A client who delivered her first child 6 weeks ago seems overwhelmed by her new role as a mother. She tells the nurse, "I can't keep up with my housework any more because I spend so much time caring for the baby." What is the priority action by the nurse? Help the client accept her new role. Encourage the client to work faster. Reassure the client that her feelings will soon pass. Help the client break down large tasks into smaller ones.

Help the client break down large tasks into smaller ones. Explanation: If a client feels overwhelmed by the additional tasks brought on by her new role as a mother, the nurse should help her break down large tasks into smaller, more manageable ones. Encouraging her to work faster or reassuring her that her feelings will soon pass wouldn't address her needs. The nurse can't help the client accept her new role if the client feels overwhelmed.

A client with suspected severe acute respiratory syndrome (SARS) comes to the emergency department. Which physician order should the nurse implement first? Begin an I.V. infusion of dextrose 5% in half-normal saline solution at 100 ml/hour. Institute isolation precautions. Obtain a nasopharyngeal specimen for reverse-transcription polymerase chain reaction testing. Obtain a sputum specimen for enzyme immunoassay testing.

Institute isolation precautions. Explanation: SARS, a highly contagious viral respiratory illness, is spread by close person-to-person contact. Contained in airborne respiratory droplets, the virus is easily transmitted by touching surfaces and objects contaminated with infectious droplets. The nurse should give top priority to instituting infection-control measures to prevent the spread of infection to emergency department staff and clients. After isolation measures are carried out, the nurse can begin an I.V. infusion of dextrose 5% in half-normal saline and obtain nasopharyngeal and sputum specimens.

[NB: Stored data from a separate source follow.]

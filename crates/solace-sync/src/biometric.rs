//! # Biometric Capability
//!
//! Platform biometric prompts, behind a trait so the library never touches
//! OS APIs. The capability is resolved once at startup: either an adapter
//! is provided or the device has none, and the auth flow routes around it.
//!
//! Biometrics gate the PIN screen; they never substitute for the PIN. A
//! passed prompt still leads to PIN entry, because only the PIN can derive
//! the key that opens the vault.

use std::fmt;
use std::sync::Arc;

use async_trait::async_trait;

/// A platform biometric prompt (fingerprint, face).
#[async_trait]
pub trait BiometricAuthenticator: Send + Sync {
    /// Shows the platform prompt and waits for the outcome.
    ///
    /// Returns `false` for failure, cancellation, and any platform error;
    /// the caller falls back to PIN entry in every non-true case.
    async fn authenticate(&self) -> bool;
}

/// The device's biometric capability, fixed at startup.
#[derive(Clone)]
pub enum Biometrics {
    /// An adapter is available.
    Available(Arc<dyn BiometricAuthenticator>),

    /// No biometric hardware, or the platform refused enrollment.
    Unavailable,
}

impl Biometrics {
    /// Whether a prompt can be shown at all.
    pub fn is_available(&self) -> bool {
        matches!(self, Biometrics::Available(_))
    }

    /// Runs the prompt. `Unavailable` reports failure, which the auth flow
    /// treats as a fallback to PIN entry.
    pub async fn prompt(&self) -> bool {
        match self {
            Biometrics::Available(auth) => auth.authenticate().await,
            Biometrics::Unavailable => false,
        }
    }
}

impl fmt::Debug for Biometrics {
    fn fmt(&self, f: &mut fmt::Formatter<'_>) -> fmt::Result {
        match self {
            Biometrics::Available(_) => f.write_str("Biometrics::Available"),
            Biometrics::Unavailable => f.write_str("Biometrics::Unavailable"),
        }
    }
}

#[cfg(test)]
mod tests {
    use super::*;

    struct AlwaysPass;

    #[async_trait]
    impl BiometricAuthenticator for AlwaysPass {
        async fn authenticate(&self) -> bool {
            true
        }
    }

    #[tokio::test]
    async fn test_unavailable_prompt_fails() {
        let b = Biometrics::Unavailable;
        assert!(!b.is_available());
        assert!(!b.prompt().await);
    }

    #[tokio::test]
    async fn test_available_delegates_to_adapter() {
        let b = Biometrics::Available(Arc::new(AlwaysPass));
        assert!(b.is_available());
        assert!(b.prompt().await);
    }
}
//! Startup check that the audit schema is in the shape the feeds rely on.
//!
//! Paging by offset is only cheap and stable when the `(domain, seq)` indexes
//! exist; a database migrated by hand or restored from an old dump may lack
//! them. [`verify_schema`] runs after migrations and refuses to start on
//! anything missing.

use rusqlite::Connection;
use thiserror::Error;

/// Tables the service reads.
pub const REQUIRED_TABLES: &[&str] = &["audit_events", "directory_domains", "directory_users"];

/// Indexes backing the two feed queries.
pub const REQUIRED_INDEXES: &[&str] = &[
    "idx_audit_events_domain_seq",
    "idx_audit_events_domain_actor_seq",
];

#[derive(Debug, Error)]
pub enum SchemaError {
    #[error("required table '{0}' is missing")]
    MissingTable(&'static str),

    #[error("required index '{0}' is missing")]
    MissingIndex(&'static str),

    #[error("failed to inspect schema: {0}")]
    Query(#[from] rusqlite::Error),
}

fn object_exists(conn: &Connection, kind: &str, name: &str) -> rusqlite::Result<bool> {
    conn.query_row(
        "SELECT EXISTS(SELECT 1 FROM sqlite_master WHERE type = ?1 AND name = ?2)",
        [kind, name],
        |row| row.get(0),
    )
}

/// Confirms every table and index the feeds need is present.
///
/// # Errors
///
/// Returns the first missing object, or `SchemaError::Query` if
/// `sqlite_master` cannot be read.
pub fn verify_schema(conn: &Connection) -> Result<(), SchemaError> {
    for &table in REQUIRED_TABLES {
        if !object_exists(conn, "table", table)? {
            return Err(SchemaError::MissingTable(table));
        }
    }
    for &index in REQUIRED_INDEXES {
        if !object_exists(conn, "index", index)? {
            return Err(SchemaError::MissingIndex(index));
        }
    }
    Ok(())
}
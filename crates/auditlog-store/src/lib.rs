//! Audit event store.
//!
//! An append-only, domain-partitioned log of [`AuditEvent`]s backed by the
//! `audit_events` table. The query side returns pages addressed by offset
//! into a domain's insertion-ordered sequence, optionally narrowed to a single
//! actor. The write side exists for producers and tests; it never mutates a
//! stored event.
//!
//! # Usage
//!
//! ```rust,ignore
//! use auditlog_store::{query_events, save_event};
//! use auditlog_types::{AuditEvent, PageRequest};
//!
//! save_event(&conn, &AuditEvent::new("acme", "alice", "STANDARD_LOGIN", chrono::Utc::now()))?;
//! let first = query_events(&conn, "acme", PageRequest::first(50).unwrap())?;
//! ```
//!
//! [`AuditEvent`]: auditlog_types::AuditEvent

mod error;
mod store;

pub use error::StoreError;
pub use store::{
    count_events, delete_all_by_domain, query_events, query_events_by_actor, save_event,
};
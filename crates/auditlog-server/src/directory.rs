//! User/domain directory lookups.
//!
//! The directory is the source of truth for which domain a user belongs to
//! and who owns each domain. It hands out resource references such as
//! `/directory/domains/acme` rather than bare identifiers; [`resource_id`]
//! checks the kind of a reference and extracts its identifier.
//!
//! Lookups are blocking and must run inside `spawn_blocking`.

use auditlog_db::DbPool;
use rusqlite::{params, Connection, OptionalExtension};
use std::collections::HashMap;
use thiserror::Error;

/// Path prefix of domain references.
pub const DOMAIN_REF_PREFIX: &str = "/directory/domains/";
/// Path prefix of user references.
pub const USER_REF_PREFIX: &str = "/directory/users/";

/// Errors raised when the directory itself cannot answer.
///
/// An unknown user or domain is not an error here; lookups return `None`.
#[derive(Debug, Error)]
pub enum DirectoryError {
    /// No pooled connection was available.
    #[error("directory connection unavailable: {0}")]
    Pool(#[from] r2d2::Error),

    /// The lookup query failed.
    #[error("directory query failed: {0}")]
    Database(#[from] rusqlite::Error),
}

/// Read access to the user/domain directory.
pub trait Directory: Send + Sync {
    /// Returns a reference to the domain `user_id` belongs to.
    fn user_domain_ref(&self, user_id: &str) -> Result<Option<String>, DirectoryError>;

    /// Returns a reference to the user who owns `domain`.
    fn domain_owner_ref(&self, domain: &str) -> Result<Option<String>, DirectoryError>;
}

/// Builds the reference for a domain.
pub fn domain_ref(domain: &str) -> String {
    format!("{DOMAIN_REF_PREFIX}{domain}")
}

/// Builds the reference for a user.
pub fn user_ref(user_id: &str) -> String {
    format!("{USER_REF_PREFIX}{user_id}")
}

/// Returns the identifier of a reference of the given kind.
///
/// `prefix` is [`DOMAIN_REF_PREFIX`] or [`USER_REF_PREFIX`]. A reference of
/// the other kind, a bare identifier, or one with extra path segments yields
/// `None`, so a domain named like a user can never stand in for that user.
pub fn resource_id<'a>(reference: &'a str, prefix: &str) -> Option<&'a str> {
    let id = reference
        .trim()
        .strip_prefix(prefix)?
        .trim_end_matches('/');
    (!id.is_empty() && !id.contains('/')).then_some(id)
}

/// Directory backed by the local `directory_users` / `directory_domains` tables.
#[derive(Clone)]
pub struct SqliteDirectory {
    pool: DbPool,
}

impl SqliteDirectory {
    pub fn new(pool: DbPool) -> Self {
        Self { pool }
    }
}

impl Directory for SqliteDirectory {
    fn user_domain_ref(&self, user_id: &str) -> Result<Option<String>, DirectoryError> {
        let conn = self.pool.get()?;
        let domain_uri = conn
            .query_row(
                "SELECT domain_uri FROM directory_users WHERE user_id = ?1",
                params![user_id],
                |row| row.get(0),
            )
            .optional()?;
        Ok(domain_uri)
    }

    fn domain_owner_ref(&self, domain: &str) -> Result<Option<String>, DirectoryError> {
        let conn = self.pool.get()?;
        let owner_uri = conn
            .query_row(
                "SELECT owner_uri FROM directory_domains WHERE domain = ?1",
                params![domain],
                |row| row.get(0),
            )
            .optional()?;
        Ok(owner_uri)
    }
}

/// Records (or replaces) a user's domain membership.
///
/// # Errors
///
/// Returns `DirectoryError::Database` on SQL failure.
pub fn upsert_user(conn: &Connection, user_id: &str, domain: &str) -> Result<(), DirectoryError> {
    conn.execute(
        "INSERT INTO directory_users (user_id, domain_uri) VALUES (?1, ?2)
         ON CONFLICT(user_id) DO UPDATE SET domain_uri = excluded.domain_uri",
        params![user_id, domain_ref(domain)],
    )?;
    Ok(())
}

/// Records (or replaces) a domain's owner.
///
/// # Errors
///
/// Returns `DirectoryError::Database` on SQL failure.
pub fn upsert_domain(
    conn: &Connection,
    domain: &str,
    owner_user_id: &str,
) -> Result<(), DirectoryError> {
    conn.execute(
        "INSERT INTO directory_domains (domain, owner_uri) VALUES (?1, ?2)
         ON CONFLICT(domain) DO UPDATE SET owner_uri = excluded.owner_uri",
        params![domain, user_ref(owner_user_id)],
    )?;
    Ok(())
}

/// Fixed in-memory directory, mainly for tests and local runs.
#[derive(Debug, Clone, Default)]
pub struct StaticDirectory {
    users: HashMap<String, String>,
    owners: HashMap<String, String>,
}

impl StaticDirectory {
    pub fn new() -> Self {
        Self::default()
    }

    /// Places `user_id` in `domain`.
    pub fn with_user(mut self, user_id: &str, domain: &str) -> Self {
        self.users.insert(user_id.to_string(), domain_ref(domain));
        self
    }

    /// Makes `owner_user_id` the owner of `domain`.
    pub fn with_domain(mut self, domain: &str, owner_user_id: &str) -> Self {
        self.owners.insert(domain.to_string(), user_ref(owner_user_id));
        self
    }
}

impl Directory for StaticDirectory {
    fn user_domain_ref(&self, user_id: &str) -> Result<Option<String>, DirectoryError> {
        Ok(self.users.get(user_id).cloned())
    }

    fn domain_owner_ref(&self, domain: &str) -> Result<Option<String>, DirectoryError> {
        Ok(self.owners.get(domain).cloned())
    }
}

A postpartum client is scheduled for discharge tomorrow. The nurse is reinforcing discharge instructions with the client. The nurse determines that the client understands the information when stating that she will report which finding to her health care provider? episiotomy discomfort temperature of 99.2° F (37.3° C) whitish vaginal discharge 2 weeks after birth redness, warmth, and pain in a breast

redness, warmth, and pain in a breast Explanation: Signs of mastitis include a reddened, warm, painful area on the breast, as well as fever, headache, and flu-like symptoms. If these symptoms occur, the client should contact her healthcare provider for treatment. Episiotomy discomfort may persist for up to 6 weeks after birth. A temperature of 99.2° F is not significant unless it persists. A whitish vaginal discharge, lochia alba, normally occurs 2 weeks after birth.